Consider the process of sampling a digital output. Just as a logic analyzer can be clocked from the system clock when operating in the state or synchronous mode so, too, do ATE measuring instruments need to sample a digital signal at the proper point relative to clock edges and setup and hold times. If the DUT output has changed state to a 1 from a 0, then the measuring instruments should record a 1. This can only happen if sampling is closely coordinated with the clock(s) that generated the DUT signals in the first place.

“We provide a feature to resynchronize analog instruments with a digital event through pattern control, assuring exact phase alignment between the measurement instruments and the DUT,” said George Rose, an applications engineering manager at Teradyne. “This feature is key for intermodulation distortion characterization of communications devices.”

Another example is Eagle Test Systems’ mixed-signal ATE that includes eight independently programmable master clock channels. According to Kevin Baade, the company’s applications manager, “The frequency control achieved enables precise coordination between signal sources and the digital signal processor (DSP)-based digitizing units, simplifying application of DSP algorithms. Additional mathematical manipulation, such as windowing, is not required. This ensures proper placement of test signals within the target frequency bins during post-processing with DSP analysis tools.”

Trends and Solutions

Frequency and phase coherency are well-understood requirements of mixed-signal ATE systems. However, providing them at high clock speeds is difficult if not impossible today. One solution includes test instrumentation as part of the DUT. Because of the growth of the communications market, a great deal of work has been done to address phase-lock loop (PLL) testing.

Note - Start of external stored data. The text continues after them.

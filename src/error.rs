//! Error types for coststream
//!
//! There are two error types: `CostError` (main error enum) and `ConfigError`
//! (configuration-specific).
//!
//! ## Error Handling Philosophy
//!
//! Library code uses `crate::error::Result<T>` which returns `CostError`.
//! The CLI uses `anyhow::Result<T>` for top-level reporting; the run adapters
//! in `src/run.rs` additionally collapse failures into a coarse status/message
//! pair for schedulers that only look at that.
//!
//! ## Taxonomy
//!
//! - `PriceNotFound`: no catalog entry matches a requested unit. Fatal to the
//!   calculation for that resource.
//! - `MissingPriceFamily`: a required price family returned no entries while a
//!   calculator was being initialized.
//! - `MetricUnavailable`: the metric collaborator failed (network, auth,
//!   throttling). Fatal to the whole run.
//! - `InvalidWindow`: `end <= start`, or a window too short to normalize.
//!   Checked before any calculator runs.
//! - `InvalidMetric`: a negative or non-finite metric value.
//!
//! ## Retry Awareness
//!
//! The core never retries. The AWS adapters wrap SDK calls in a
//! `RetryPolicy` (see `src/retry.rs`), which consults `IsRetryable`.
//! Only transport-level variants are retryable.

use thiserror::Error;

/// Main error type for coststream
#[derive(Error, Debug)]
pub enum CostError {
    #[error("Configuration error: {0}")]
    Config(#[from] ConfigError),

    #[error("No price found for unit '{unit}'")]
    PriceNotFound { unit: String },

    #[error("Price family '{family}' returned no products for {service_code} in {region}")]
    MissingPriceFamily {
        service_code: String,
        family: String,
        region: String,
    },

    #[error("Metric unavailable: {metric} for {resource_id} - {message}")]
    MetricUnavailable {
        metric: String,
        resource_id: String,
        message: String,
        #[source]
        source: Option<Box<dyn std::error::Error + Send + Sync>>,
    },

    #[error("Invalid window: {0}")]
    InvalidWindow(String),

    #[error("Calculator for {expected} cannot price a {actual} resource")]
    ServiceMismatch { expected: String, actual: String },

    #[error("Invalid metric value for {metric}: {value}")]
    InvalidMetric { metric: String, value: f64 },

    #[error("Pricing lookup failed: {0}")]
    Pricing(String),

    #[error("Resource attribute lookup failed: {resource_id} - {message}")]
    Attribute { resource_id: String, message: String },

    #[error("Cost sink error: {0}")]
    Sink(String),

    #[error("Task join error: {0}")]
    TaskJoin(String),

    #[error("I/O error: {0}")]
    Io(#[from] std::io::Error),

    #[error("JSON serialization error: {0}")]
    Json(#[from] serde_json::Error),
}

impl From<tokio::task::JoinError> for CostError {
    fn from(err: tokio::task::JoinError) -> Self {
        CostError::TaskJoin(err.to_string())
    }
}

impl CostError {
    pub fn price_not_found(unit: impl Into<String>) -> Self {
        CostError::PriceNotFound { unit: unit.into() }
    }

    pub fn metric_unavailable(
        metric: impl Into<String>,
        resource_id: impl Into<String>,
        message: impl Into<String>,
    ) -> Self {
        CostError::MetricUnavailable {
            metric: metric.into(),
            resource_id: resource_id.into(),
            message: message.into(),
            source: None,
        }
    }
}

/// Configuration-specific errors
#[derive(Error, Debug)]
pub enum ConfigError {
    #[error("Missing required field: {0}")]
    MissingField(String),

    #[error("Invalid value for {field}: {reason}")]
    InvalidValue { field: String, reason: String },

    #[error("Failed to parse config: {0}")]
    ParseError(String),
}

/// Result type alias
pub type Result<T> = std::result::Result<T, CostError>;

/// Trait for determining if an error is retryable
///
/// Used by `RetryPolicy` implementations to determine whether an error
/// should trigger a retry attempt.
pub trait IsRetryable {
    fn is_retryable(&self) -> bool;
}

impl IsRetryable for CostError {
    fn is_retryable(&self) -> bool {
        matches!(
            self,
            CostError::MetricUnavailable { .. }
                | CostError::Pricing(_)
                | CostError::Attribute { .. }
                | CostError::Sink(_)
                | CostError::Io(_)
        )
    }
}
//! Exit code standardization for coststream
//!
//! ## Exit Code Convention
//!
//! - `0` = Success
//! - `1` = Estimation error (invalid window, missing prices, bad metric values)
//! - `2` = System error (AWS API failure, sink failure, I/O)
//! - `3` = Configuration error

use crate::error::CostError;

/// Standard exit codes for coststream
pub mod codes {
    /// Estimation error (the inputs cannot produce a number)
    pub const ESTIMATION_ERROR: i32 = 1;
    /// System error (AWS API failure, network error)
    pub const SYSTEM_ERROR: i32 = 2;
    /// Configuration error
    pub const CONFIG_ERROR: i32 = 3;
}

/// Map a CostError to an appropriate exit code
pub fn exit_code_for_error(error: &CostError) -> i32 {
    use CostError::*;
    match error {
        Config(_) => codes::CONFIG_ERROR,

        PriceNotFound { .. } => codes::ESTIMATION_ERROR,
        MissingPriceFamily { .. } => codes::ESTIMATION_ERROR,
        InvalidWindow(_) => codes::ESTIMATION_ERROR,
        InvalidMetric { .. } => codes::ESTIMATION_ERROR,
        ServiceMismatch { .. } => codes::ESTIMATION_ERROR,

        MetricUnavailable { .. } => codes::SYSTEM_ERROR,
        Pricing(_) => codes::SYSTEM_ERROR,
        Attribute { .. } => codes::SYSTEM_ERROR,
        Sink(_) => codes::SYSTEM_ERROR,
        TaskJoin(_) => codes::SYSTEM_ERROR,
        Io(_) => codes::SYSTEM_ERROR,
        Json(_) => codes::SYSTEM_ERROR,
    }
}

/// Exit code for an `anyhow` error raised at the CLI boundary
pub fn exit_code_for_anyhow(error: &anyhow::Error) -> i32 {
    error
        .downcast_ref::<CostError>()
        .map(exit_code_for_error)
        .unwrap_or(codes::SYSTEM_ERROR)
}

#[cfg(test)]
mod tests {
    use super::*;
    use crate::error::ConfigError;

    #[test]
    fn test_exit_codes() {
        assert_eq!(
            exit_code_for_error(&CostError::price_not_found("Requests")),
            codes::ESTIMATION_ERROR
        );
        assert_eq!(
            exit_code_for_error(&CostError::Sink("stream gone".to_string())),
            codes::SYSTEM_ERROR
        );
        assert_eq!(
            exit_code_for_error(&CostError::Config(ConfigError::MissingField(
                "aws.region".to_string()
            ))),
            codes::CONFIG_ERROR
        );
    }

    #[test]
    fn test_anyhow_fallback() {
        let err = anyhow::anyhow!("unrelated");
        assert_eq!(exit_code_for_anyhow(&err), codes::SYSTEM_ERROR);

        let err = anyhow::Error::from(CostError::InvalidWindow("empty".to_string()));
        assert_eq!(exit_code_for_anyhow(&err), codes::ESTIMATION_ERROR);
    }
}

“Testing PLLs, especially very high-speed ones, is one of the two most difficult things to do using external instrumentation,” said Credence Systems’ Mr. Loranger. “The test fixture and connection to the instrumentation can be a significant portion of the total error in the device. The most effective instrument would be one on the chip.

“PLL built-in self-test (BIST) is the best and most cost-effective way to overcome these limitations. The measurement instrument is extremely close to the signal source,” he continued. “Accuracy is higher because the technology used in the instrument typically is more advanced than that used in an external instrument. And because the on-chip instrument focuses on this specific test, typically the measurement time is shorter.”

The second of the difficult measurements that Mr. Loranger referred to involves the timing parameters of high-speed digital I/O pins. He sees on-chip instrumentation as perhaps the next major opportunity for on-chip test capability. It could improve digital timing measurement accuracy just as it has facilitated better PLL characterization.

Another approach deliberately provides test modes in a chip design. “Test modes effectively enable the test engineer to stop the clock and examine circuit attributes individually and with less complication,” said Mr. Baade of Eagle Test Systems. “This capability increases the test coverage while eliminating some need for sensitive, DUT board-resident support circuitry. For example, when testing the complex frequency-hopping PLLs of Bluetooth™ devices, test modes allow control of the programmed frequency and test access to measure the PLL outputs.”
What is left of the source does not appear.